Cell block slides from all 3 groups were blindly reviewed. The cytologic diagnoses and p16 staining results were disassociated from each slide. Four categories were assigned to the cell block diagnoses, 1) high-grade squamous intraepithelial lesion; 2) low-grade squamous intraepithelial lesion; 3) atypical squamous cells; and 4) negative/reactive cellular changes.

Immunohistochemistry

Immunohistochemical testing for the detection of mouse monoclonal anti-p16 antibody (16P04 also known as JC2; 1:50 dilution; EDTA antigen retrieval; Cell Marque, Hot Springs, Ark) was performed on the formalin-fixed and paraffin-embedded cell block sections using an EnVision-HRP detection kit (Dako, Glostrup, Denmark). The detailed staining protocol was similar to a protocol described in a previously published report.10 The results were recorded as negative (no staining or <3 positively stained cells); 1+ (3–10 positively stained cells); and 2+ (>10 positively stained cells). The staining intensity was recorded as strong (when observable at 4× or 10× magnification power) and weak (when observable at 20× or 40× magnification power). The presence of groups/sheets of positively stained epithelial cells (usually >5 cells) was also recorded. Epithelial cells with nuclear staining and both cytoplasmic and nuclear staining were regarded as positive results. Tissues with a biopsy proven to be positive or negative for squamous cell dysplasia were used as positive and negative controls.

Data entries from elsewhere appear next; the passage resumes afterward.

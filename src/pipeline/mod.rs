// src/pipeline/mod.rs

//! Tasks and their execution.
//!
//! A [`Task`] is an ordered list of stages plus a source glob and a
//! destination directory. [`Pipeline`] runs a task over every matching file,
//! isolating per-file failures through the [`ErrorSink`]. The
//! [`PipelineRegistry`] owns every task of a config and is what the CLI and
//! the watch runtime talk to.

pub mod diagnostic;
pub mod registry;
pub mod result;
pub mod runner;
pub mod sink;
pub mod task;

/// Canonical task name type.
pub type TaskName = String;

pub use diagnostic::Diagnostic;
pub use registry::PipelineRegistry;
pub use result::RunResult;
pub use runner::Pipeline;
pub use sink::ErrorSink;
pub use task::Task;
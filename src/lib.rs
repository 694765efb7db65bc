// src/lib.rs

pub mod cli;
pub mod config;
pub mod engine;
pub mod errors;
pub mod fs;
pub mod logging;
pub mod pipeline;
pub mod reload;
pub mod stage;
pub mod types;
pub mod watch;

use std::path::{Path, PathBuf};
use std::sync::Arc;

use tokio::sync::mpsc;
use tokio::time::Instant;
use tracing::{debug, info};

use crate::cli::{CliArgs, Command};
use crate::config::{ConfigFile, load_and_validate};
use crate::engine::{RuntimeEvent, RuntimeOptions, WatchCore, WatchRuntime};
use crate::errors::Result;
use crate::fs::{FileSystem, RealFileSystem};
use crate::pipeline::{PipelineRegistry, RunResult};
use crate::reload::{ReloadBroadcaster, spawn_log_observer};
use crate::watch::{ContentFilter, spawn_watcher};

/// Overall outcome of a command, mapped to the process exit code.
#[derive(Debug, Clone, Copy, PartialEq, Eq)]
pub enum RunStatus {
    Success,
    /// `run` finished but produced diagnostics.
    Diagnostics,
}

impl RunStatus {
    pub fn exit_code(self) -> i32 {
        match self {
            RunStatus::Success => 0,
            RunStatus::Diagnostics => 1,
        }
    }
}

/// High-level entry point used by `main.rs`.
///
/// Loads and validates the config, then dispatches the subcommand. Globs and
/// destinations are resolved against the config file's directory.
pub async fn run(args: CliArgs) -> Result<RunStatus> {
    let cfg = load_and_validate(&args.config)?;

    match args.command {
        Command::ListTasks => {
            for name in cfg.task_names() {
                println!("{name}");
            }
            Ok(RunStatus::Success)
        }
        Command::Run { task } => {
            let root = config_root_dir(&args.config)?;
            let result = run_once(&cfg, &root, &task).await?;
            print_run_result(&result);
            Ok(if result.is_success() {
                RunStatus::Success
            } else {
                RunStatus::Diagnostics
            })
        }
        Command::Watch => {
            let root = config_root_dir(&args.config)?;
            watch(&cfg, &root).await?;
            Ok(RunStatus::Success)
        }
    }
}

/// Build a single task once against the real filesystem.
pub async fn run_once(cfg: &ConfigFile, root: &Path, task: &str) -> Result<RunResult> {
    let registry = PipelineRegistry::from_config(cfg, Arc::new(RealFileSystem), root)?;
    registry.run_task(task).await
}

/// Initial build (if enabled), then rebuild on change until Ctrl-C or a
/// watcher failure.
pub async fn watch(cfg: &ConfigFile, root: &Path) -> Result<()> {
    let fs: Arc<dyn FileSystem> = Arc::new(RealFileSystem);
    let registry = Arc::new(PipelineRegistry::from_config(cfg, Arc::clone(&fs), root)?);

    let (rt_tx, rt_rx) = mpsc::channel::<RuntimeEvent>(64);

    let filter = if cfg.config.use_hash {
        let mut filter = ContentFilter::new(Arc::clone(&fs));
        for task in registry.tasks() {
            match registry.pipeline().source_files(task) {
                Ok(files) => filter.seed(files),
                Err(err) => debug!(task = %task.name(), error = %err, "no sources to seed"),
            }
        }
        Some(filter)
    } else {
        None
    };

    let _watcher = spawn_watcher(root, registry.watch_dirs(), rt_tx.clone(), filter)?;

    let broadcaster = Arc::new(ReloadBroadcaster::default());
    let _observer = spawn_log_observer(broadcaster.subscribe());

    // Ctrl-C → graceful shutdown.
    {
        let tx = rt_tx.clone();
        tokio::spawn(async move {
            if let Err(e) = tokio::signal::ctrl_c().await {
                eprintln!("failed to listen for Ctrl+C: {e}");
                return;
            }
            let _ = tx.send(RuntimeEvent::ShutdownRequested).await;
        });
    }

    let mut core = WatchCore::new(
        registry.watch_profiles(),
        RuntimeOptions::from_millis(cfg.config.debounce_ms),
    );

    if cfg.config.initial_build {
        info!(tasks = ?registry.names(), "initial build");
        let now = Instant::now();
        for name in registry.names() {
            core.step(RuntimeEvent::TaskTriggered { task: name.clone() }, now);
        }
    }

    let runtime = WatchRuntime::new(core, rt_rx, rt_tx, registry, broadcaster);
    runtime.run().await
}

/// Directory the config lives in, canonicalized.
///
/// A bare filename like "Stagewatch.toml" (parent = "") resolves to the
/// current working directory.
pub fn config_root_dir(config_path: &Path) -> Result<PathBuf> {
    let dir = match config_path.parent() {
        Some(parent) if !parent.as_os_str().is_empty() => parent.to_path_buf(),
        _ => PathBuf::from("."),
    };
    Ok(dir.canonicalize()?)
}

fn print_run_result(result: &RunResult) {
    for diagnostic in &result.diagnostics {
        eprintln!("{diagnostic}");
    }
    println!("{}", result.summary());
}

Immunodetection of a cocktail of p16 and ProEx C (TriPath Imaging, Burlington, NC) which is a mixture of MCM2 (minichromosome maintenance protein 2) and DNA topoisomerase II alpha (TriPath Imaging, Burlington, NC), was performed on the 4 cases of LSIL from G1. Those 4 cases were negative for p16 immunostain. The immunostaining protocol was similar to that of p16, except a mixture of an equal amount of p16 (1:25 dilution) and prediluted ProEx C was used. Nuclear staining or both nuclear and cytoplasmic staining was considered to be a positive result. Details are described in the DISCUSSION section below.

Determination of Diagnostic Sensitivity and Specificity

The sensitivity, specificity, and positive and negative predictive values were calculated.

RESULTS

  1. Top of page
  2. Abstract
  3. MATERIALS AND METHODS
  4. RESULTS
  5. DISCUSSION
  6. REFERENCES

All cases in G1 were confirmed by either cervical biopsy (40 cases) or Digene Hybrid Capture 2 HPV testing (4 cases). All cases in G2 were confirmed by cervical biopsy.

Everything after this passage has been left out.